(Data for this task Opens)
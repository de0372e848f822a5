//! The task-cycle loop and the transport reader loop
//!
//! # Cycle order
//!
//! Every cycle, in strict order:
//!
//! 1. Drain all packets received since the last cycle and dispatch each to
//!    its handler (status, IO, encoder, or a registered custom handler);
//!    malformed packets are logged and skipped without aborting the cycle.
//! 2. Update elapsed-time bookkeeping and the connection state machine
//!    (first contact, stabilizing grace period, staleness timeout).
//! 3. Run sensor interpretation hooks so actions see current-cycle data.
//! 4. Resolve the active action set. The resolver runs even while direct
//!    motion overrides are active, keeping action state machines and
//!    diagnostics live; its output is simply not applied to an overridden
//!    channel.
//! 5. Reflect the resulting motion into command packets and send them,
//!    unless disconnected — loss of connection fails safe by suppressing
//!    all outgoing motion.
//! 6. Sleep the remainder of the period. An overrun is logged and the next
//!    cycle starts immediately; cycles are never skipped to "catch up".
//!
//! # Reader loop
//!
//! The reader thread does bounded-timeout receives so it can notice the
//! stop flag, and hands completed packets to the cycle thread through an
//! unbounded channel drained non-blockingly at the top of each cycle.

use super::{ConnectionState, RobotInner};
use crate::packet::TelemetryPacket;
use crossbeam_channel::{Receiver, Sender};
use std::sync::Arc;
use std::sync::atomic::Ordering;
use std::time::{Duration, Instant};

/// Receive timeout for one transport read; keeps the port mutex hold time
/// bounded so command sends interleave with reads
const READ_TIMEOUT_MS: u64 = 5;

/// Back-off after a transport read error before retrying
const READ_ERROR_BACKOFF_MS: u64 = 10;

/// Reader loop - receives packets and hands them to the cycle thread
pub(crate) fn reader_loop(inner: Arc<RobotInner>, tx: Sender<TelemetryPacket>) {
    let timeout = Duration::from_millis(READ_TIMEOUT_MS);

    while !inner.stop_requested.load(Ordering::Acquire) {
        let received = {
            let mut transport = inner.transport.lock();
            transport.receive(timeout)
        };

        match received {
            Ok(Some(packet)) => {
                if tx.send(packet).is_err() {
                    // Cycle loop is gone; nothing left to feed
                    break;
                }
            }
            Ok(None) => {
                // Timeout is the idle case, nothing to do
            }
            Err(e) => {
                log::error!("Transport receive error: {}", e);
                std::thread::sleep(Duration::from_millis(READ_ERROR_BACKOFF_MS));
            }
        }
    }

    log::debug!("Reader thread exiting");
}

/// The fixed-period engine loop
pub(crate) fn cycle_loop(inner: Arc<RobotInner>, rx: Receiver<TelemetryPacket>) {
    let period = inner.config.cycle_period();
    let mut reflector = super::reflect::StateReflector::new(inner.config.command_refresh());
    let mut stabilizing_since: Option<Instant> = None;

    log::info!(
        "Cycle loop started (period {}ms, timeout {}ms)",
        inner.config.cycle_period_ms,
        inner.config.connection_timeout_ms
    );

    loop {
        let cycle_start = Instant::now();
        if inner.stop_requested.load(Ordering::Acquire) {
            break;
        }

        // 1. Drain and dispatch packets
        let got_state_packet = drain_packets(&inner, &rx);

        // 2. Connection state machine + staleness
        update_connection(&inner, got_state_packet, &mut stabilizing_since, &mut reflector);

        // 3. Sensor interpretation hooks
        inner.run_sensor_interp_hooks();

        // 4. Action resolution
        let resolved = {
            let mut actions = inner.actions.lock();
            inner
                .resolver
                .lock()
                .resolve(&mut actions, inner.config.log_actions)
        };
        *inner.last_resolved.lock() = resolved;

        // 5. Reflect into outgoing commands, direct motion first per channel
        let now = Instant::now();
        let window = inner.config.direct_precedence();
        let (direct_trans, direct_rot, direct_lat) = {
            let mut direct = inner.direct.lock();
            (
                direct.trans_active(now, window),
                direct.rot_active(now, window),
                direct.lat_active(now, window),
            )
        };

        if *inner.conn.lock() == ConnectionState::Connected {
            let heading = inner.state.lock().pose.heading;
            let commands =
                reflector.reflect(&resolved, direct_trans, direct_rot, direct_lat, heading, now);
            if !commands.is_empty() {
                let mut transport = inner.transport.lock();
                let mut failed = false;
                for cmd in &commands {
                    if let Err(e) = transport.send(cmd) {
                        log::error!("Command send failed: {}", e);
                        failed = true;
                        break;
                    }
                }
                drop(transport);
                if failed {
                    inner.set_connection_state(ConnectionState::Disconnected);
                }
            }
        }

        // 6. Sleep out the period
        let elapsed = cycle_start.elapsed();
        if elapsed.as_millis() as u64 > inner.config.cycle_overrun_warn_ms {
            log::warn!(
                "Cycle overrun: {}ms (period {}ms)",
                elapsed.as_millis(),
                inner.config.cycle_period_ms
            );
        }
        if elapsed < period {
            std::thread::sleep(period - elapsed);
        }
    }

    inner.set_connection_state(ConnectionState::Disconnected);
    *inner.run_exited.lock() = true;
    inner.run_cond.notify_all();
    log::info!("Cycle loop exited");
}

/// Drain the packet queue into the state snapshot; returns whether a valid
/// status packet was applied
fn drain_packets(inner: &RobotInner, rx: &Receiver<TelemetryPacket>) -> bool {
    let mut got_state_packet = false;
    let mut state = inner.state.lock();
    state.begin_cycle();

    while let Ok(packet) = rx.try_recv() {
        match packet {
            TelemetryPacket::Status(pkt) => {
                if state.apply_status(&pkt) {
                    got_state_packet = true;
                } else {
                    log::warn!("Malformed status packet dropped");
                }
            }
            TelemetryPacket::Io(pkt) => {
                if !state.apply_io(&pkt) {
                    log::warn!("Malformed IO packet dropped");
                }
            }
            TelemetryPacket::Encoder(pkt) => {
                if !state.apply_encoder(&pkt) {
                    log::warn!("Malformed encoder packet dropped");
                }
            }
            TelemetryPacket::Other { id, payload } => {
                let mut handlers = inner.packet_handlers.lock();
                match handlers.get_mut(&id) {
                    Some(handler) => {
                        if !handler(payload.as_slice(), &mut *state) {
                            log::warn!("Handler rejected packet id 0x{:02X}", id);
                        }
                    }
                    None => {
                        log::trace!("Unhandled packet id 0x{:02X} ({} bytes)", id, payload.len());
                    }
                }
            }
        }
    }

    got_state_packet
}

/// Advance the connection state machine
fn update_connection(
    inner: &RobotInner,
    got_state_packet: bool,
    stabilizing_since: &mut Option<Instant>,
    reflector: &mut super::reflect::StateReflector,
) {
    let current = *inner.conn.lock();
    let timeout = inner.config.connection_timeout();

    let stale = {
        let state = inner.state.lock();
        match state.last_packet {
            Some(at) => at.elapsed() > timeout,
            None => false,
        }
    };

    match current {
        ConnectionState::Connecting => {
            if got_state_packet {
                *stabilizing_since = Some(Instant::now());
                inner.set_connection_state(ConnectionState::Stabilizing);
            }
        }
        ConnectionState::Stabilizing => {
            if stale {
                *stabilizing_since = None;
                inner.set_connection_state(ConnectionState::Disconnected);
            } else if stabilizing_since
                .map(|since| since.elapsed() >= inner.config.stabilizing())
                .unwrap_or(true)
            {
                *stabilizing_since = None;
                // Device may have rebooted since we last latched setpoints
                reflector.reset();
                inner.set_connection_state(ConnectionState::Connected);
            }
        }
        ConnectionState::Connected => {
            if stale {
                log::warn!(
                    "No state packet for more than {}ms, connection lost",
                    inner.config.connection_timeout_ms
                );
                inner.set_connection_state(ConnectionState::Disconnected);
            }
        }
        ConnectionState::Disconnected => {
            // A device that starts talking again re-enters through the
            // stabilizing grace period
            if got_state_packet {
                *stabilizing_since = Some(Instant::now());
                inner.set_connection_state(ConnectionState::Stabilizing);
            }
        }
    }
}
(Data for this task Closes)
Repeat exactly the lines of the records from the one containing "else if stabilizing_since" to the last, and include no line outside that stretch.

            } else if stabilizing_since
                .map(|since| since.elapsed() >= inner.config.stabilizing())
                .unwrap_or(true)
            {
                *stabilizing_since = None;
                // Device may have rebooted since we last latched setpoints
                reflector.reset();
                inner.set_connection_state(ConnectionState::Connected);
            }
        }
        ConnectionState::Connected => {
            if stale {
                log::warn!(
                    "No state packet for more than {}ms, connection lost",
                    inner.config.connection_timeout_ms
                );
                inner.set_connection_state(ConnectionState::Disconnected);
            }
        }
        ConnectionState::Disconnected => {
            // A device that starts talking again re-enters through the
            // stabilizing grace period
            if got_state_packet {
                *stabilizing_since = Some(Instant::now());
                inner.set_connection_state(ConnectionState::Stabilizing);
            }
        }
    }
}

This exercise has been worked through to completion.